Task details: Could you copy, word for word, only the lines from the one containing "pub struct CustomerId(pub String);" through the last line of the records below, both included?

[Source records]
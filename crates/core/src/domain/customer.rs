use serde::{Deserialize, Serialize};

#[derive(Clone, Debug, PartialEq, Eq, Hash, PartialOrd, Ord, Serialize, Deserialize)]
pub struct CustomerId(pub String);

impl CustomerId {
    pub fn as_str(&self) -> &str {
        &self.0
    }
}

/// Profile handed over by the identity provider after sign-in.
#[derive(Clone, Debug, PartialEq, Eq, Serialize, Deserialize)]
pub struct CustomerProfile {
    pub id: CustomerId,
    pub display_name: Option<String>,
    pub email: Option<String>,
    pub phone: Option<String>,
}

impl CustomerProfile {
    pub fn new(id: impl Into<String>) -> Self {
        Self { id: CustomerId(id.into()), display_name: None, email: None, phone: None }
    }
}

Expected answer:
pub struct CustomerId(pub String);

impl CustomerId {
    pub fn as_str(&self) -> &str {
        &self.0
    }
}

/// Profile handed over by the identity provider after sign-in.
#[derive(Clone, Debug, PartialEq, Eq, Serialize, Deserialize)]
pub struct CustomerProfile {
    pub id: CustomerId,
    pub display_name: Option<String>,
    pub email: Option<String>,
    pub phone: Option<String>,
}

impl CustomerProfile {
    pub fn new(id: impl Into<String>) -> Self {
        Self { id: CustomerId(id.into()), display_name: None, email: None, phone: None }
    }
}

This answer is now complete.